Meet Dave Lassam, the Man for the Job
My 39 Years Service in the Royal Australian Navy
Meet Dave Lassam, the Man for the Job is an anecdotal memoir that gathers interesting tales from a man’s military life.
Retired sailor Dave Lassam’s expansive memoir Meet Dave Lassam, the Man for the Job is about his four decades of service in the Australian Navy and his deployments abroad.
This book represents a firsthand depiction of the military—one not filtered through other media. From the 1970s to the 2010s, Lassam worked as a medic and medical administrative officer in the navy. He helped evacuate Australians after bombings in Bali and took part in humanitarian missions in the South Pacific and the Indian Ocean. Here, he discusses treating patients after car accidents, managing sick bays, reviving patients after heart attacks, and dealing with the post-traumatic stress disorder and health issues that put an end to his military service.
Lassam, a dedicated public servant, is careful to emphasize naval accomplishments like supplying humanitarian aid. But he also covers the unpleasant elements of military life, like being volunteered to do particular duties, the “us versus them” mentality that separates people of different ranks, and the discomfort of wearing heavy formal uniforms for ceremonial guard functions like parades. Indeed, the book is diaristic in form to the extent that it includes everyday details and feelings, too, such as awe at seeing a large Russian warship, anxiety while preparing to deploy on a rescue mission, and honor over being named an honorary medic while serving with the US Navy. Its tone is matter-of-fact and methodical, moving through anecdotes at a regulated pace, covering events like a plane crash and treatment of an injured recruit in turn. Lassam recalls rushing from emergency to emergency and brushes with death too.

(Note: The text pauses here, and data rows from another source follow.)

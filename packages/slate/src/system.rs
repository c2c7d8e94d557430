//! Systems and the per-frame schedule which runs them.

use std::any::type_name;
use std::cmp::Reverse;
use std::collections::BinaryHeap;
use std::fmt::{self, Debug};

use log::{debug, trace};
use thiserror::Error;

use crate::component::{Component, ComponentTypeID};
use crate::world::World;

/// A unit of per-frame logic.
///
/// A system keeps no entity state of its own: everything it works on lives
/// in the `World` it is handed each frame.
pub trait System {
    /// Run one step of this system.
    ///
    /// Returning an error aborts the rest of the frame.
    fn run(&mut self, world: &World, dt: f32) -> anyhow::Result<()>;

    /// Called once by `Schedule::start`, before the first frame.
    fn start(&mut self, _world: &World) -> anyhow::Result<()> {
        Ok(())
    }

    /// Called once by `Schedule::stop`, after the last frame.
    fn stop(&mut self, _world: &World) -> anyhow::Result<()> {
        Ok(())
    }

    /// A name for this system, used in logs and errors.
    fn name(&self) -> &str {
        type_name::<Self>()
    }
}

impl<F> System for F
    where F: FnMut(&World, f32) -> anyhow::Result<()>
{
    fn run(&mut self, world: &World, dt: f32) -> anyhow::Result<()> {
        self(world, dt)
    }
}

/// A boxed system, as held by a `Schedule`.
pub type BoxSystem = Box<dyn System + Send + 'static>;

/// A token which represents a system in a `Schedule`.
///
/// These tokens are not unique between `Schedule`s.
#[derive(Debug, Clone, Copy, PartialEq, Eq, PartialOrd, Ord, Hash)]
pub struct SystemToken(usize);

impl SystemToken {
    /// Get the raw value of this token.
    pub fn id(&self) -> usize {
        self.0
    }
}

/// The component types a system says it touches.
///
/// This is not enforced when the system runs. It only feeds `Schedule::batches`.
#[derive(Debug, Clone, Default, PartialEq, Eq)]
pub struct SystemAccess {
    reads: Vec<ComponentTypeID>,
    writes: Vec<ComponentTypeID>,
}

impl SystemAccess {
    /// Get the component types read.
    pub fn reads(&self) -> &[ComponentTypeID] {
        &self.reads
    }

    /// Get the component types written.
    pub fn writes(&self) -> &[ComponentTypeID] {
        &self.writes
    }

    /// Returns true if two systems with these accesses may not run side by side.
    pub fn conflicts_with(&self, other: &SystemAccess) -> bool {
        let touches = |access: &SystemAccess, component: &ComponentTypeID| {
            access.reads.contains(component) || access.writes.contains(component)
        };

        self.writes.iter().any(|c| touches(other, c))
            || other.writes.iter().any(|c| touches(self, c))
    }

    fn insert(list: &mut Vec<ComponentTypeID>, component: ComponentTypeID) {
        if let Err(insert_idx) = list.binary_search(&component) {
            list.insert(insert_idx, component);
        }
    }
}

/// A registration used for building `Schedule`s.
pub struct SystemRegistration {
    system: BoxSystem,
    name: Option<String>,
    priority: i32,
    before: Vec<SystemToken>,
    after: Vec<SystemToken>,
    access: SystemAccess,
    barrier: bool,
}
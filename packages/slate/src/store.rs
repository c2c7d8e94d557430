//! Component stores shared out of a `World` with run-time borrow tracking.
//!
//! Each store sits in a `StoreCell` alongside a borrow flag. Guards
//! (`StoreRef`, `StoreMut`, `ComponentRef`, `ComponentMut`) hold the flag
//! for as long as they live. Structural changes need the store exclusively,
//! so attaching to or detaching from a store that a query is walking fails
//! with `InvalidIterationMutation` instead of invalidating the walk.

use std::any::Any;
use std::cell::UnsafeCell;
use std::fmt::{self, Debug, Formatter};
use std::marker::PhantomData;
use std::ops::{Deref, DerefMut};
use std::sync::Arc;
use std::sync::atomic::{AtomicIsize, Ordering};

use rayon::iter::{
    IndexedParallelIterator,
    IntoParallelRefIterator,
    IntoParallelRefMutIterator,
    ParallelIterator,
};

use crate::component::{Component, ComponentTypeID};
use crate::entity::EntityID;
use crate::error::{EcsError, Result};
use crate::sparse_set::SparseSet;

const EXCLUSIVE: isize = -1;

/// Counts shared borrows, or marks a single exclusive one.
struct BorrowFlag(AtomicIsize);

impl BorrowFlag {
    fn new() -> BorrowFlag {
        BorrowFlag(AtomicIsize::new(0))
    }

    fn try_shared(&self) -> bool {
        let mut current = self.0.load(Ordering::Acquire);
        loop {
            if current < 0 {
                return false;
            }

            match self.0.compare_exchange_weak(
                current, current + 1, Ordering::AcqRel, Ordering::Acquire) {
                Ok(_) => return true,
                Err(actual) => current = actual,
            }
        }
    }

    fn try_exclusive(&self) -> bool {
        self.0.compare_exchange(0, EXCLUSIVE, Ordering::AcqRel, Ordering::Acquire).is_ok()
    }

    fn release_shared(&self) {
        self.0.fetch_sub(1, Ordering::Release);
    }

    fn release_exclusive(&self) {
        self.0.store(0, Ordering::Release);
    }
}

/// A component store and its borrow flag.
pub(crate) struct StoreCell<T> {
    component: ComponentTypeID,
    flag: BorrowFlag,
    set: UnsafeCell<SparseSet<T>>,
}

// Access to `set` is only ever granted through the borrow flag.
unsafe impl<T: Component> Sync for StoreCell<T> {}

impl<T: Component> StoreCell<T> {
    pub fn new(capacity: usize) -> StoreCell<T> {
        StoreCell {
            component: T::component_type(),
            flag: BorrowFlag::new(),
            set: UnsafeCell::new(SparseSet::with_capacity(capacity)),
        }
    }

    /// Borrow the store for reading.
    pub fn borrow<'w>(self: &Arc<Self>) -> Result<StoreRef<'w, T>> {
        if self.flag.try_shared() {
            Ok(StoreRef { cell: self.clone(), _world: PhantomData })
        } else {
            Err(EcsError::BorrowConflict { component: self.component })
        }
    }

    /// Borrow the store for writing component values in place.
    pub fn borrow_mut<'w>(self: &Arc<Self>) -> Result<StoreMut<'w, T>> {
        if self.flag.try_exclusive() {
            Ok(StoreMut { cell: self.clone(), _world: PhantomData })
        } else {
            Err(EcsError::BorrowConflict { component: self.component })
        }
    }

    /// Borrow the store for a structural change (attach or detach).
    pub fn borrow_structural<'w>(self: &Arc<Self>) -> Result<StoreMut<'w, T>> {
        self.borrow_mut().map_err(|_| EcsError::InvalidIterationMutation {
            component: self.component,
        })
    }
}

/// Type-erased operations the `World` needs on every store.
pub(crate) trait ErasedStore: Send + Sync {
    fn component(&self) -> ComponentTypeID;

    fn into_any(self: Arc<Self>) -> Arc<dyn Any + Send + Sync>;

    fn lock(&self, exclusive: bool) -> Option<StoreLock<'_>>;

    fn release(&self, exclusive: bool);

    /// Returns true if the store has a component for `entity`.
    ///
    /// This reads only the store's membership arrays, which change solely
    /// under a structural borrow. Structural borrows never outlive a single
    /// `World` call, so this is answerable even while the values are
    /// borrowed exclusively.
    fn holds(&self, entity: EntityID) -> bool;

    /// # Safety
    /// The caller must hold an exclusive lock on this store.
    unsafe fn remove_unlocked(&self, entity: EntityID) -> bool;

    /// # Safety
    /// The caller must hold an exclusive lock on this store.
    unsafe fn clear_unlocked(&self);
}

impl<T: Component> ErasedStore for StoreCell<T> {
    fn component(&self) -> ComponentTypeID {
        self.component
    }

    fn into_any(self: Arc<Self>) -> Arc<dyn Any + Send + Sync> {
        self
    }

    fn lock(&self, exclusive: bool) -> Option<StoreLock<'_>> {
        let locked = if exclusive {
            self.flag.try_exclusive()
        } else {
            self.flag.try_shared()
        };

        if locked {
            Some(StoreLock { store: self, exclusive })
        } else {
            None
        }
    }

    fn holds(&self, entity: EntityID) -> bool {
        unsafe { SparseSet::contains_raw(self.set.get(), entity) }
    }

    unsafe fn remove_unlocked(&self, entity: EntityID) -> bool {
        (*self.set.get()).detach(entity).is_some()
    }

    unsafe fn clear_unlocked(&self) {
        (*self.set.get()).clear()
    }

    fn release(&self, exclusive: bool) {
        if exclusive {
            self.flag.release_exclusive();
        } else {
            self.flag.release_shared();
        }
    }
}

/// A lock on a type-erased store.
pub(crate) struct StoreLock<'a> {
    store: &'a dyn ErasedStore,
    exclusive: bool,
}

impl<'a> StoreLock<'a> {
    pub fn remove(&mut self, entity: EntityID) -> bool {
        assert!(self.exclusive, "removal requires an exclusive store lock");
        unsafe { self.store.remove_unlocked(entity) }
    }

    pub fn clear(&mut self) {
        assert!(self.exclusive, "clearing requires an exclusive store lock");
        unsafe { self.store.clear_unlocked() }
    }
}

impl<'a> Drop for StoreLock<'a> {
    fn drop(&mut self) {
        self.store.release(self.exclusive)
    }
}

/// A shared borrow of a component store.
///
/// Any number of `StoreRef`s for the same type may exist at once, but no
/// `StoreMut` and no structural change.
pub struct StoreRef<'w, T: Component> {
    cell: Arc<StoreCell<T>>,
    _world: PhantomData<&'w ()>,
}

impl<'w, T: Component> Deref for StoreRef<'w, T> {
    type Target = SparseSet<T>;

    fn deref(&self) -> &SparseSet<T> {
        unsafe { &*self.cell.set.get() }
    }
}

impl<'w, T: Component> Drop for StoreRef<'w, T> {
    fn drop(&mut self) {
        self.cell.flag.release_shared();
    }
}

impl<'w, T: Component + Debug> Debug for StoreRef<'w, T> {
    fn fmt(&self, f: &mut Formatter<'_>) -> fmt::Result {
        Debug::fmt(&**self, f)
    }
}

/// An exclusive borrow of a component store.
///
/// Component values can be changed in place, but the set of entities in the
/// store can not: attach and detach go through the `World`.
pub struct StoreMut<'w, T: Component> {
    cell: Arc<StoreCell<T>>,
    _world: PhantomData<&'w mut ()>,
}

impl<'w, T: Component> StoreMut<'w, T> {
    /// Get a raw pointer to the guarded set, valid while this guard lives.
    pub(crate) fn as_ptr(&self) -> *mut SparseSet<T> {
        self.cell.set.get()
    }

    /// Get the whole set for a structural change.
    ///
    /// Only valid on a guard from `StoreCell::borrow_structural`.
    pub(crate) fn structure(&mut self) -> &mut SparseSet<T> {
        unsafe { &mut *self.cell.set.get() }
    }

    fn split(&mut self) -> (&[EntityID], &mut [T]) {
        // The guard is exclusive and `&mut self` keeps the values unaliased.
        unsafe { SparseSet::split_raw(self.as_ptr()) }
    }

    /// Get a mutable reference to an entity's component.
    pub fn get_mut(&mut self, entity: EntityID) -> Option<&mut T> {
        unsafe { SparseSet::get_mut_raw(self.as_ptr(), entity) }
    }

    /// Get all components in the store mutably, in dense order.
    pub fn values_mut(&mut self) -> &mut [T] {
        self.split().1
    }

    /// Iterate mutably over every `(entity, component)` pair.
    pub fn iter_mut(&mut self) -> impl Iterator<Item=(EntityID, &mut T)> + '_ {
        let (entities, values) = self.split();
        entities.iter().copied().zip(values.iter_mut())
    }

    /// Iterate mutably over every `(entity, component)` pair in parallel.
    pub fn par_iter_mut(&mut self) -> impl IndexedParallelIterator<Item=(EntityID, &mut T)> + '_ {
        let (entities, values) = self.split();
        entities.par_iter().copied().zip(values.par_iter_mut())
    }
}

impl<'w, T: Component> Deref for StoreMut<'w, T> {
    type Target = SparseSet<T>;

    fn deref(&self) -> &SparseSet<T> {
        unsafe { &*self.cell.set.get() }
    }
}

impl<'w, T: Component> Drop for StoreMut<'w, T> {
    fn drop(&mut self) {
        self.cell.flag.release_exclusive();
    }
}

impl<'w, T: Component + Debug> Debug for StoreMut<'w, T> {
    fn fmt(&self, f: &mut Formatter<'_>) -> fmt::Result {
        Debug::fmt(&**self, f)
    }
}

/// A shared reference to a single component, holding its store borrowed.
pub struct ComponentRef<'w, T: Component> {
    store: StoreRef<'w, T>,
    entity: EntityID,
}

impl<'w, T: Component> ComponentRef<'w, T> {
    pub(crate) fn new(store: StoreRef<'w, T>, entity: EntityID) -> Option<ComponentRef<'w, T>> {
        if store.contains(entity) {
            Some(ComponentRef { store, entity })
        } else {
            None
        }
    }

    /// Get the entity this component belongs to.
    pub fn entity(&self) -> EntityID {
        self.entity
    }
}

impl<'w, T: Component> Deref for ComponentRef<'w, T> {
    type Target = T;

    fn deref(&self) -> &T {
        match self.store.get(self.entity) {
            Some(value) => value,
            None => unreachable!("component removed while borrowed"),
        }
    }
}

impl<'w, T: Component + Debug> Debug for ComponentRef<'w, T> {
    fn fmt(&self, f: &mut Formatter<'_>) -> fmt::Result {
        Debug::fmt(&**self, f)
    }
}

/// A mutable reference to a single component, holding its store borrowed.
pub struct ComponentMut<'w, T: Component> {
    store: StoreMut<'w, T>,
    entity: EntityID,
}

impl<'w, T: Component> ComponentMut<'w, T> {
    pub(crate) fn new(store: StoreMut<'w, T>, entity: EntityID) -> Option<ComponentMut<'w, T>> {
        if store.contains(entity) {
            Some(ComponentMut { store, entity })
        } else {
            None
        }
    }

    /// Get the entity this component belongs to.
    pub fn entity(&self) -> EntityID {
        self.entity
    }
}

impl<'w, T: Component> Deref for ComponentMut<'w, T> {
    type Target = T;

    fn deref(&self) -> &T {
        match self.store.get(self.entity) {
            Some(value) => value,
            None => unreachable!("component removed while borrowed"),
        }
    }
}

impl<'w, T: Component> DerefMut for ComponentMut<'w, T> {
    fn deref_mut(&mut self) -> &mut T {
        match self.store.get_mut(self.entity) {
            Some(value) => value,
            None => unreachable!("component removed while borrowed"),
        }
    }
}

impl<'w, T: Component + Debug> Debug for ComponentMut<'w, T> {
    fn fmt(&self, f: &mut Formatter<'_>) -> fmt::Result {
        Debug::fmt(&**self, f)
    }
}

But as it moves toward coverage of the health issues that pushed Lassam out of military service, the book becomes less cohesive; it less concludes than it does trail off with additional notes about the pride that Lassam took in his work and about a family member’s continuation of this legacy. A smattering of black-and-white photographs from Lassam’s personal collection are present to illustrate facets of the military service he details, as with images of a dramatic demonstration of medical evacuation helicopter operations; they are intimate embellishments of his assorted recollections.
Directed toward civilian friends, Meet Dave Lassam, the Man for the Job is the unfiltered memoir of a retired military man who devoted himself to his service.